Isaacs’s participation in major art fairs has been sparse but noteworthy. The Milan gallery Clima devoted its booth to her at Frieze London in 2024. Isaacs is prepping her second solo exhibition with Theta for September 2026; it will be an extension of the works shown in Miami. “It’s crazy to change my work dramatically in this fair context,” she said. “But I don’t know what else I would’ve done. It was the thing that I needed to do in my practice.”

Dani Cavalier
Galatea Galleries, São Paulo, presenting in Galleries Sector

Dani Cavalier in her studio. Courtesy of the artist and Galatea.



Dani Cavalier’s winding journey into the art world began with swimwear. Everything happens for a reason. “I started a brand when I was 21,” she said, “creating bikinis and images with women. I had it for seven years while I was studying art. Then I started to grow an intimacy with the material I was manipulating, because I created not only the drawings, but I was the one creating the patterns—everything about this universe. I discovered that Lycra was my material. It was my gold, you know? It
holds tension, almost like metal.” The brand may be long gone, but its Lycra scraps endure as an eco-minded foundation for her work.

Dani Cavalier, Cumaru (2025). Courtesy of the artist and Galatea.



Cavalier, 32, became affiliated with her gallery because its director was originally a client. Since segueing to art full-time, her abstract fiber works have certainly caught on. In 2024, her work was acquired by the Pérez Art Museum Miami. She is readying her first institutional show at the Centro Cultural Justiça Federal in Rio for next winter.

“My work is like Medusa’s hair,” Cavalier said. “It has a lot of snakes and subjects. So this work is one snake that is about numerology. It’s a subject that I’m very interested in because numbers are the language of nature—these codes, these rhythms. It’s a metalinguistic work.”
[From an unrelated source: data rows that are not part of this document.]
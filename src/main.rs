use clap::Parser;

#[tokio::main]
async fn main() {
    let cli = http_echo::cli::Cli::parse();
    if let Err(e) = http_echo::run::execute(cli).await {
        eprintln!("Error: {e}");
        std::process::exit(e.exit_code());
    }
}
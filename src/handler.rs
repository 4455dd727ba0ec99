//! Writer-style handler model and its axum adapter.
//!
//! Handlers here do not return a response value. They receive a
//! [`ResponseWriter`] and drive it: mutate headers, commit a status, write
//! body bytes. Middleware can then substitute its own writer to observe
//! what the handler did, which is how the access log captures status and
//! length without touching the bytes sent to the client.
//!
//! [`into_route`] bridges this model into axum: it builds a
//! [`RequestContext`] from the incoming request, runs the handler against a
//! [`BufferedResponse`](crate::response::BufferedResponse) and hands the
//! result back to hyper.

use std::io;
use std::net::SocketAddr;
use std::sync::Arc;

use axum::extract::{ConnectInfo, Request};
use axum::http::{header, HeaderMap, Method, StatusCode, Version};
use axum::response::Response;
use axum::routing::{any, MethodRouter};

use crate::response::BufferedResponse;

/// The sink a handler writes its response into.
///
/// Implemented by the real buffered response and by any proxy that wraps
/// one. Object safe so decorators can swap writers at runtime.
pub trait ResponseWriter {
    /// Response headers. Changes after the status is committed may be
    /// ignored by the underlying transport.
    fn headers_mut(&mut self) -> &mut HeaderMap;

    /// Commit the status line.
    fn write_header(&mut self, status: StatusCode);

    /// Append body bytes, committing `200 OK` first if no status was set.
    fn write(&mut self, buf: &[u8]) -> io::Result<usize>;
}

/// A request handler in the writer style.
///
/// Automatically implemented for closures with the matching signature, so
/// most handlers are plain functions or `move` closures.
pub trait Handler: Send + Sync + 'static {
    fn serve(&self, w: &mut dyn ResponseWriter, req: &RequestContext);
}

impl<F> Handler for F
where
    F: Fn(&mut dyn ResponseWriter, &RequestContext) + Send + Sync + 'static,
{
    fn serve(&self, w: &mut dyn ResponseWriter, req: &RequestContext) {
        self(w, req);
    }
}

/// Read-only view of an inbound request.
#[derive(Debug, Clone)]
pub struct RequestContext {
    host: String,
    remote_addr: Option<SocketAddr>,
    method: Method,
    path: String,
    version: Version,
    headers: HeaderMap,
}

impl RequestContext {
    /// Build a context from request parts; `remote_addr` is the peer socket
    /// when the transport knows it.
    #[must_use]
    pub fn new(
        method: Method,
        uri: &axum::http::Uri,
        version: Version,
        headers: HeaderMap,
        remote_addr: Option<SocketAddr>,
    ) -> Self {
        let host = uri
            .authority()
            .map(|a| a.as_str().to_string())
            .or_else(|| {
                headers
                    .get(header::HOST)
                    .and_then(|v| v.to_str().ok())
                    .map(String::from)
            })
            .unwrap_or_default();

        Self {
            host,
            remote_addr,
            method,
            path: uri.path().to_string(),
            version,
            headers,
        }
    }

    pub fn host(&self) -> &str {
        &self.host
    }

    pub const fn remote_addr(&self) -> Option<SocketAddr> {
        self.remote_addr
    }

    pub const fn method(&self) -> &Method {
        &self.method
    }

    pub fn path(&self) -> &str {
        &self.path
    }

    /// Protocol as it appears on the request line, e.g. `HTTP/1.1`.
    #[must_use]
    pub fn protocol(&self) -> String {
        format!("{:?}", self.version)
    }

    pub const fn headers(&self) -> &HeaderMap {
        &self.headers
    }

    /// `User-Agent` header, or an empty string.
    pub fn user_agent(&self) -> &str {
        self.headers
            .get(header::USER_AGENT)
            .and_then(|v| v.to_str().ok())
            .unwrap_or("")
    }
}

/// Mount a writer-style handler as an axum method router accepting every
/// method.
pub fn into_route<H: Handler>(handler: H) -> MethodRouter {
    let handler = Arc::new(handler);
    any(move |req: Request| {
        let handler = Arc::clone(&handler);
        async move { dispatch(handler.as_ref(), req) }
    })
}

fn dispatch<H: Handler + ?Sized>(handler: &H, req: Request) -> Response {
    let (parts, _body) = req.into_parts();
    let remote_addr = parts
        .extensions
        .get::<ConnectInfo<SocketAddr>>()
        .map(|ConnectInfo(addr)| *addr);
    let ctx = RequestContext::new(
        parts.method,
        &parts.uri,
        parts.version,
        parts.headers,
        remote_addr,
    );

    let mut sink = BufferedResponse::new();
    handler.serve(&mut sink, &ctx);
    sink.into_response()
}
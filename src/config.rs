//! Validated runtime configuration.
//!
//! [`Config::from_cli`] turns raw flags into typed values: the listen
//! address becomes a [`SocketAddr`], the status code a [`StatusCode`], and
//! missing echo text is rejected before anything binds a socket.

use std::net::SocketAddr;

use axum::http::StatusCode;

use crate::cli::{AccessLogFormat, Cli};
use crate::error::EchoError;
use crate::version::AppIdentity;

#[derive(Debug, Clone)]
pub struct Config {
    pub listen: SocketAddr,
    pub text: String,
    pub status_code: StatusCode,
    pub identity: AppIdentity,
    pub access_log: AccessLogFormat,
}

impl Config {
    pub fn from_cli(cli: &Cli) -> Result<Self, EchoError> {
        let text = cli
            .text
            .as_deref()
            .filter(|t| !t.is_empty())
            .ok_or(EchoError::MissingText)?
            .to_string();

        Ok(Self {
            listen: parse_listen(&cli.listen)?,
            text,
            status_code: parse_status(cli.status_code)?,
            identity: AppIdentity::new(&cli.app_name, &cli.app_version)?,
            access_log: cli.access_log,
        })
    }
}

/// Parse a listen address. A bare `:port` binds every IPv4 interface.
pub fn parse_listen(addr: &str) -> Result<SocketAddr, EchoError> {
    let full = if addr.starts_with(':') {
        format!("0.0.0.0{addr}")
    } else {
        addr.to_string()
    };
    full.parse().map_err(|source| EchoError::ListenAddress {
        addr: addr.to_string(),
        source,
    })
}

pub fn parse_status(code: u16) -> Result<StatusCode, EchoError> {
    StatusCode::from_u16(code).map_err(|_| EchoError::InvalidStatusCode(code))
}
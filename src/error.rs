//! Unified error type for http-echo.
//!
//! [`EchoError`] covers startup failures only: bad flags, an unusable
//! listen address, or I/O while binding and serving. Per-request
//! failures never surface here; they are HTTP responses.

use std::net::AddrParseError;

#[derive(Debug, thiserror::Error)]
#[non_exhaustive]
pub enum EchoError {
    #[error("Missing --text option or ECHO_TEXT env var")]
    MissingText,

    #[error("Invalid status code: {0} (expected 100-999)")]
    InvalidStatusCode(u16),

    #[error("Invalid listen address '{addr}': {source}")]
    ListenAddress {
        addr: String,
        #[source]
        source: AddrParseError,
    },

    #[error("Invalid value for header {name}: {value:?}")]
    InvalidHeaderValue { name: &'static str, value: String },

    #[error("{0}")]
    Io(#[from] std::io::Error),
}

impl EchoError {
    /// Process exit code for this error.
    ///
    /// Usage errors exit with 127, everything else with 1.
    #[must_use]
    pub const fn exit_code(&self) -> i32 {
        match self {
            Self::MissingText => 127,
            _ => 1,
        }
    }
}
Cavalier is talking about her entrancing geometric diptych 999999999, a seemingly minimal work that becomes more complex when you examine the intricacies that go into making the subtle Op art-patterned vortexes that form it. It’s part of a series she calls “solid paintings.” Her other Art Basel Miami Beach offerings show off the range of her personality and artistry: a riot of color, Cumaru looks like pixelated static, and Neo Neo RJ, 08 has tendrils reaching out into our dimension.